11

I have the network architecture from the paper "learning fine-grained image similarity with deep ranking" and I am unable to figure out how the output from the three parallel network is merged using the linear embedding layer. The only information given on this layer, in the paper is

Finally, we normalize the embeddings from the three parts, and combine them with a linear embedding layer. The dimension of the embedding is 4096.

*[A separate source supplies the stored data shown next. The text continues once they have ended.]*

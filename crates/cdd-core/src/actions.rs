//! Lifecycle actions against the selected container
//!
//! The dispatcher owns the normal-mode feedback slot. An action runs on a
//! spawned task and reports back through the update channel; at most one
//! action may be outstanding per container id.

use crate::validation::create_options;
use crate::{with_timeout, CreationRequest, EphemeralMessage, Severity, Update, UpdateSender};
use cdd_provider::{
    ContainerId, ContainerRuntime, ContainerState, ContainerSummary, CreateOptions, ProviderError,
};
use std::collections::HashSet;
use std::sync::Arc;
use std::time::Duration;
use tokio::time::Instant;

/// A lifecycle command
#[derive(Debug, Clone, Copy, PartialEq, Eq, Hash)]
pub enum Action {
    Start,
    Stop,
    Restart,
    Remove,
}

impl Action {
    /// Progressive form used while the action runs
    pub fn label(&self) -> &'static str {
        match self {
            Action::Start => "Starting",
            Action::Stop => "Stopping",
            Action::Restart => "Restarting",
            Action::Remove => "Removing",
        }
    }

    pub fn verb(&self) -> &'static str {
        match self {
            Action::Start => "start",
            Action::Stop => "stop",
            Action::Restart => "restart",
            Action::Remove => "remove",
        }
    }

    pub fn past(&self) -> &'static str {
        match self {
            Action::Start => "started",
            Action::Stop => "stopped",
            Action::Restart => "restarted",
            Action::Remove => "removed",
        }
    }

    /// The check applied before dispatching this action from the keyboard
    pub fn default_precondition(&self) -> Option<Precondition> {
        match self {
            Action::Start => Some(reject_running),
            Action::Stop => Some(reject_stopped),
            Action::Restart | Action::Remove => None,
        }
    }
}

impl std::fmt::Display for Action {
    fn fmt(&self, f: &mut std::fmt::Formatter<'_>) -> std::fmt::Result {
        f.write_str(self.verb())
    }
}

/// Returns a rejection reason when the action must not run
pub type Precondition = fn(&ContainerSummary) -> Option<String>;

fn reject_running(c: &ContainerSummary) -> Option<String> {
    (c.state == ContainerState::Running).then(|| "Container is already running.".to_string())
}

fn reject_stopped(c: &ContainerSummary) -> Option<String> {
    c.state
        .is_stopped()
        .then(|| "Container is already stopped.".to_string())
}

/// Result of a dispatch request
#[derive(Debug, Clone, Copy, PartialEq, Eq)]
pub enum DispatchOutcome {
    /// Precondition failed; the runtime was not called
    Rejected,
    /// Another action is outstanding for this container
    Busy,
    /// The runtime call is running in the background
    Started,
}

/// Two-state gate in front of remove
#[derive(Debug, Clone, PartialEq, Eq, Default)]
pub enum EraseGate {
    #[default]
    Idle,
    AwaitingConfirmation { id: ContainerId, name: String },
}

/// Durations used by the dispatcher
#[derive(Debug, Clone, Copy, PartialEq, Eq)]
pub struct ActionTimings {
    /// Lifetime of rejection messages
    pub short: Duration,
    /// Lifetime of result messages
    pub default: Duration,
    /// Deadline for start / stop / restart / remove / create
    pub container_op: Duration,
    /// Deadline for image pulls
    pub image_pull: Duration,
}

impl Default for ActionTimings {
    fn default() -> Self {
        Self {
            short: Duration::from_millis(2000),
            default: Duration::from_millis(3000),
            container_op: Duration::from_secs(30),
            image_pull: Duration::from_secs(300),
        }
    }
}

impl From<&cdd_config::GlobalConfig> for ActionTimings {
    fn from(config: &cdd_config::GlobalConfig) -> Self {
        Self {
            short: config.messages.short(),
            default: config.messages.default_timeout(),
            container_op: config.timeouts.container_op(),
            image_pull: config.timeouts.image_pull(),
        }
    }
}

/// Runs lifecycle actions and reports on them through one message slot
pub struct ActionDispatcher {
    runtime: Arc<dyn ContainerRuntime>,
    tx: UpdateSender,
    timings: ActionTimings,
    pending: HashSet<ContainerId>,
    creating: usize,
    message: EphemeralMessage,
    erase: EraseGate,
}

impl ActionDispatcher {
    pub fn new(runtime: Arc<dyn ContainerRuntime>, tx: UpdateSender, timings: ActionTimings) -> Self {
        Self {
            runtime,
            tx,
            timings,
            pending: HashSet::new(),
            creating: 0,
            message: EphemeralMessage::new(),
            erase: EraseGate::Idle,
        }
    }

    /// Dispatch `action` against `container`
    pub fn dispatch(
        &mut self,
        container: &ContainerSummary,
        action: Action,
        precondition: Option<Precondition>,
    ) -> DispatchOutcome {
        let now = Instant::now();

        if let Some(reason) = precondition.and_then(|check| check(container)) {
            tracing::debug!("{} {} rejected: {}", action, container.id.short(), reason);
            self.message
                .set(reason, Severity::Warning, Some(self.timings.short), now);
            return DispatchOutcome::Rejected;
        }

        if self.pending.contains(&container.id) {
            self.message.set(
                format!("An action is already in progress for {}.", container.name),
                Severity::Warning,
                Some(self.timings.short),
                now,
            );
            return DispatchOutcome::Busy;
        }

        self.pending.insert(container.id.clone());
        self.message.set(
            format!("{} container {}...", action.label(), container.name),
            Severity::Info,
            None,
            now,
        );
        tracing::info!("{} container {}", action.label(), container.id.short());

        let runtime = self.runtime.clone();
        let tx = self.tx.clone();
        let limit = self.timings.container_op;
        let id = container.id.clone();
        let name = container.name.clone();
        tokio::spawn(async move {
            let result = with_timeout(limit, run_action(runtime.as_ref(), action, &id)).await;
            let _ = tx.send(Update::ActionFinished {
                id,
                name,
                action,
                result,
            });
        });

        DispatchOutcome::Started
    }

    /// Record the outcome of a dispatched action. Returns true on success.
    pub fn complete(
        &mut self,
        id: &ContainerId,
        name: &str,
        action: Action,
        result: Result<(), ProviderError>,
    ) -> bool {
        let now = Instant::now();
        self.pending.remove(id);

        match result {
            Ok(()) => {
                tracing::info!("Container {} {}", id.short(), action.past());
                self.message.set(
                    format!("Container {} {}.", name, action.past()),
                    Severity::Success,
                    Some(self.timings.default),
                    now,
                );
                true
            }
            Err(e) => {
                tracing::error!("Failed to {} container {}: {}", action, id.short(), e);
                self.message.set(
                    format!("Failed to {} container {}: {}", action, name, e),
                    Severity::Error,
                    Some(self.timings.default),
                    now,
                );
                false
            }
        }
    }

    /// Create a container from the wizard's raw fields.
    ///
    /// Pulls the image first when it is not present locally.
    pub fn create(&mut self, request: &CreationRequest) -> DispatchOutcome {
        let now = Instant::now();
        let (image, options) = match create_options(request) {
            Ok(parsed) => parsed,
            Err(e) => {
                self.message.set(
                    format!("Failed to create container: {}", e),
                    Severity::Error,
                    Some(self.timings.default),
                    now,
                );
                return DispatchOutcome::Rejected;
            }
        };

        self.creating += 1;
        self.message.set(
            format!("Creating container from {}...", image),
            Severity::Info,
            None,
            now,
        );
        tracing::info!("Creating container from {}", image);

        let runtime = self.runtime.clone();
        let tx = self.tx.clone();
        let timings = self.timings;
        tokio::spawn(async move {
            let result = create_container(runtime.as_ref(), &image, &options, timings).await;
            let _ = tx.send(Update::Created { image, result });
        });

        DispatchOutcome::Started
    }

    /// Record the outcome of a creation. Returns true on success.
    pub fn complete_create(&mut self, image: &str, result: Result<ContainerId, ProviderError>) -> bool {
        let now = Instant::now();
        self.creating = self.creating.saturating_sub(1);

        match result {
            Ok(id) => {
                tracing::info!("Created container {} from {}", id.short(), image);
                self.message.set(
                    format!("Container {} created from {}.", id.short(), image),
                    Severity::Success,
                    Some(self.timings.default),
                    now,
                );
                true
            }
            Err(e) => {
                tracing::error!("Failed to create container from {}: {}", image, e);
                self.message.set(
                    format!("Failed to create container: {}", e),
                    Severity::Error,
                    Some(self.timings.default),
                    now,
                );
                false
            }
        }
    }

    /// Arm the erase gate for `container`
    pub fn request_erase(&mut self, container: &ContainerSummary) {
        self.erase = EraseGate::AwaitingConfirmation {
            id: container.id.clone(),
            name: container.name.clone(),
        };
    }

    /// Confirm a pending erase, dispatching a forced remove
    pub fn confirm_erase(&mut self, containers: &[ContainerSummary]) -> Option<DispatchOutcome> {
        let EraseGate::AwaitingConfirmation { id, name } = std::mem::take(&mut self.erase) else {
            return None;
        };

        match containers.iter().find(|c| c.id == id) {
            Some(target) => Some(self.dispatch(target, Action::Remove, None)),
            None => {
                self.warn_gone(&name);
                None
            }
        }
    }

    /// Back out of a pending erase without touching the runtime
    pub fn cancel_erase(&mut self) {
        self.erase = EraseGate::Idle;
    }

    /// Drop a pending erase whose target vanished from the latest list
    pub fn revalidate_erase(&mut self, containers: &[ContainerSummary]) {
        if let EraseGate::AwaitingConfirmation { id, name } = &self.erase {
            if !containers.iter().any(|c| &c.id == id) {
                let name = name.clone();
                self.erase = EraseGate::Idle;
                self.warn_gone(&name);
            }
        }
    }

    fn warn_gone(&mut self, name: &str) {
        self.message.set(
            format!("Container {} no longer exists.", name),
            Severity::Warning,
            Some(self.timings.short),
            Instant::now(),
        );
    }

    /// Post a message to the feedback slot
    pub fn notify(&mut self, text: impl Into<String>, severity: Severity, ttl: Option<Duration>) {
        self.message.set(text, severity, ttl, Instant::now());
    }

    /// Expire the feedback message
    pub fn tick(&mut self, now: Instant) {
        self.message.tick(now);
    }

    pub fn message(&self) -> &EphemeralMessage {
        &self.message
    }

    pub fn erase_gate(&self) -> &EraseGate {
        &self.erase
    }

    pub fn is_pending(&self, id: &ContainerId) -> bool {
        self.pending.contains(id)
    }

    pub fn is_creating(&self) -> bool {
        self.creating > 0
    }
}

async fn run_action(
    runtime: &dyn ContainerRuntime,
    action: Action,
    id: &ContainerId,
) -> cdd_provider::Result<()> {
    match action {
        Action::Start => runtime.start(id).await,
        Action::Stop => runtime.stop(id).await,
        Action::Restart => runtime.restart(id).await,
        Action::Remove => runtime.remove(id, true).await,
    }
}

async fn create_container(
    runtime: &dyn ContainerRuntime,
    image: &str,
    options: &CreateOptions,
    timings: ActionTimings,
) -> cdd_provider::Result<ContainerId> {
    let exists = with_timeout(timings.container_op, runtime.image_exists(image)).await?;
    if !exists {
        tracing::info!("Image {} not found locally, pulling", image);
        with_timeout(timings.image_pull, runtime.pull_image(image)).await?;
    }
    with_timeout(timings.container_op, runtime.create(image, options)).await
}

Can anyone help me in figuring out what exactly does the author mean when he is talking about this layer?

Snympi
  • 242
  • 3
  • 16
A. Sam
  • 233
  • 1
  • 6
  • It's unfortunate for me that there is no answer for this question. Because I'm stuck with the exactly same issue. Did you figure it out? – LKM Oct 10 '17 at 16:51
  • I did not figure out the answer but i just concatenated the input from the three parts and passed it through a dense layer containing 4096 nodes. – A. Sam Oct 12 '17 at 08:53

2 Answers2

1

Linear embedding layer must be just a fancy name for a dense layer with no activation. 'Linear' means there is no activation (activation is identity). And the embedding is rather a concept for a vector representation of the input data (e.g. word embeddings). I believe the elements from the second vector are simply added to the first one element-wise.

Dmytro Prylipko
  • 836
  • 5
  • 10
0

It's mentioned in the paper:

A local normalization layer normalizes the feature map around a local neighborhood to have unit norm and zero mean. It leads to feature maps that are robust to the differences in illumination and contrast.

They take each part of the model and normalize it separately.

As for combining them, as you commented, to capture the most salient features, with under-complete representation no needs for the non-linearity.

Fadi Bakoura
  • 906
  • 5
  • 13